**Work required**
Could you print every line from the first one of the records below through the line containing "in normalized form.", with both included and nothing else?

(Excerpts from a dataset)
"""
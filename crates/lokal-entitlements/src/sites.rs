//! Admin management of sites, site keys and entity slugs.
//!
//! Slugs and keys are stored in their normalized form. Redirect targets
//! must belong to the same site (and, for keys, the same language).

use lokal_core::error::{LokalError, LokalResult};
use lokal_core::lang::Lang;
use lokal_core::models::site::{CreateSite, Site, UpdateSite};
use lokal_core::models::site_key::{CreateSiteKey, SiteKey, UpdateSiteKey};
use lokal_core::models::slug::{CreateSlug, Slug, SlugEntityType, UpdateSlug};
use lokal_core::repository::{
    PaginatedResult, Pagination, SiteKeyRepository, SiteRepository, SlugRepository,
};
use lokal_core::text::normalize_slug;
use tracing::info;
use uuid::Uuid;

use crate::error::EntitlementError;

/// Reject slugs that are empty or not in normalized form.
fn validate_slug(what: &str, slug: &str) -> LokalResult<()> {
    let normalized = normalize_slug(slug);
    if normalized.is_empty() {
        return Err(LokalError::validation(format!("{what} must not be empty")));
    }
    if normalized != slug {
        return Err(LokalError::validation(format!(
            "{what} must be lowercase ASCII with dashes (try \"{normalized}\")"
        )));
    }
    Ok(())
}

pub struct SiteService<S, K, L>
where
    S: SiteRepository,
    K: SiteKeyRepository,
    L: SlugRepository,
{
    site_repo: S,
    key_repo: K,
    slug_repo: L,
}

impl<S, K, L> SiteService<S, K, L>
where
    S: SiteRepository,
    K: SiteKeyRepository,
    L: SlugRepository,
{
    pub fn new(site_repo: S, key_repo: K, slug_repo: L) -> Self {
        Self {
            site_repo,
            key_repo,
            slug_repo,
        }
    }

    // -- Sites ---------------------------------------------------------------

    pub async fn create_site(&self, input: CreateSite) -> LokalResult<Site> {
        validate_slug("site slug", &input.slug)?;
        if input.name.trim().is_empty() {
            return Err(LokalError::validation("site name must not be empty"));
        }
        let site = self.site_repo.create(input).await?;
        info!(site_id = %site.id, slug = %site.slug, "Site created");
        Ok(site)
    }

    pub async fn get_site(&self, id: Uuid) -> LokalResult<Site> {
        self.site_repo.get_by_id(id).await
    }

    pub async fn update_site(&self, id: Uuid, input: UpdateSite) -> LokalResult<Site> {
        if let Some(slug) = &input.slug {
            validate_slug("site slug", slug)?;
        }
        self.site_repo.update(id, input).await
    }

    pub async fn delete_site(&self, id: Uuid) -> LokalResult<()> {
        self.site_repo.delete(id).await?;
        info!(site_id = %id, "Site deleted");
        Ok(())
    }

    pub async fn list_sites(&self, pagination: Pagination) -> LokalResult<PaginatedResult<Site>> {
        self.site_repo.list(pagination).await
    }

    // -- Site keys -----------------------------------------------------------

    pub async fn create_site_key(&self, input: CreateSiteKey) -> LokalResult<SiteKey> {
        validate_slug("site key", &input.slug)?;
        self.site_repo.get_by_id(input.site_id).await?;
        if let Some(target) = input.redirect_to_id {
            self.check_key_target(input.site_id, input.lang, None, target)
                .await?;
        }

        let key = self.key_repo.create(input).await?;
        info!(
            site_id = %key.site_id,
            lang = %key.lang,
            slug = %key.slug,
            is_primary = key.is_primary,
            "Site key created"
        );
        Ok(key)
    }

    pub async fn update_site_key(
        &self,
        site_id: Uuid,
        id: Uuid,
        input: UpdateSiteKey,
    ) -> LokalResult<SiteKey> {
        if let Some(slug) = &input.slug {
            validate_slug("site key", slug)?;
        }
        let current = self.key_repo.get_by_id(id).await?;
        if current.site_id != site_id {
            return Err(LokalError::not_found("site key", id));
        }
        if let Some(Some(target)) = input.redirect_to_id {
            self.check_key_target(site_id, current.lang, Some(id), target)
                .await?;
        }
        self.key_repo.update(site_id, id, input).await
    }

    pub async fn delete_site_key(&self, site_id: Uuid, id: Uuid) -> LokalResult<()> {
        self.key_repo.delete(site_id, id).await
    }

    pub async fn list_site_keys(&self, site_id: Uuid) -> LokalResult<Vec<SiteKey>> {
        self.site_repo.get_by_id(site_id).await?;
        self.key_repo.list_by_site(site_id).await
    }

    async fn check_key_target(
        &self,
        site_id: Uuid,
        lang: Lang,
        self_id: Option<Uuid>,
        target_id: Uuid,
    ) -> LokalResult<()> {
        if Some(target_id) == self_id {
            return Err(EntitlementError::InvalidRedirect("a key cannot redirect to itself").into());
        }
        let target = match self.key_repo.get_by_id(target_id).await {
            Ok(target) => target,
            Err(LokalError::NotFound { .. }) => {
                return Err(EntitlementError::InvalidRedirect("target key does not exist").into());
            }
            Err(err) => return Err(err),
        };
        if target.site_id != site_id {
            return Err(EntitlementError::InvalidRedirect("target key belongs to another site").into());
        }
        if target.lang != lang {
            return Err(EntitlementError::InvalidRedirect("target key has another language").into());
        }
        Ok(())
    }

    // -- Slugs ---------------------------------------------------------------

    pub async fn create_slug(&self, input: CreateSlug) -> LokalResult<Slug> {
        validate_slug("slug", &input.slug)?;
        self.site_repo.get_by_id(input.site_id).await?;
        if let Some(target) = input.redirect_to_id {
            self.check_slug_target(input.site_id, None, target).await?;
        }

        let slug = self.slug_repo.create(input).await?;
        info!(
            site_id = %slug.site_id,
            entity_type = slug.entity_type.as_str(),
            slug = %slug.slug,
            "Slug created"
        );
        Ok(slug)
    }

    pub async fn update_slug(&self, site_id: Uuid, id: Uuid, input: UpdateSlug) -> LokalResult<Slug> {
        if let Some(slug) = &input.slug {
            validate_slug("slug", slug)?;
        }
        if let Some(Some(target)) = input.redirect_to_id {
            self.check_slug_target(site_id, Some(id), target).await?;
        }
        self.slug_repo.update(site_id, id, input).await
    }

    pub async fn delete_slug(&self, site_id: Uuid, id: Uuid) -> LokalResult<()> {
        self.slug_repo.delete(site_id, id).await
    }

    pub async fn list_slugs_for_entity(
        &self,
        site_id: Uuid,
        entity_type: SlugEntityType,
        entity_id: Uuid,
    ) -> LokalResult<Vec<Slug>> {
        self.slug_repo
            .list_for_entity(site_id, entity_type, entity_id)
            .await
    }

    async fn check_slug_target(
        &self,
        site_id: Uuid,
        self_id: Option<Uuid>,
        target_id: Uuid,
    ) -> LokalResult<()> {
        if Some(target_id) == self_id {
            return Err(EntitlementError::InvalidRedirect("a slug cannot redirect to itself").into());
        }
        match self.slug_repo.get_by_id(target_id).await {
            Ok(target) if target.site_id == site_id => Ok(()),
            Ok(_) => Err(EntitlementError::InvalidRedirect("target slug belongs to another site").into()),
            Err(LokalError::NotFound { .. }) => {
                Err(EntitlementError::InvalidRedirect("target slug does not exist").into())
            }
            Err(err) => Err(err),
        }
    }
}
"""
**Output for this task**
filename crates/lokal-entitlements/src/sites.rs
//! Admin management of sites, site keys and entity slugs.
//!
//! Slugs and keys are stored in their normalized form. Redirect targets
//! must belong to the same site (and, for keys, the same language).

use lokal_core::error::{LokalError, LokalResult};
use lokal_core::lang::Lang;
use lokal_core::models::site::{CreateSite, Site, UpdateSite};
use lokal_core::models::site_key::{CreateSiteKey, SiteKey, UpdateSiteKey};
use lokal_core::models::slug::{CreateSlug, Slug, SlugEntityType, UpdateSlug};
use lokal_core::repository::{
    PaginatedResult, Pagination, SiteKeyRepository, SiteRepository, SlugRepository,
};
use lokal_core::text::normalize_slug;
use tracing::info;
use uuid::Uuid;

use crate::error::EntitlementError;

/// Reject slugs that are empty or not in normalized form.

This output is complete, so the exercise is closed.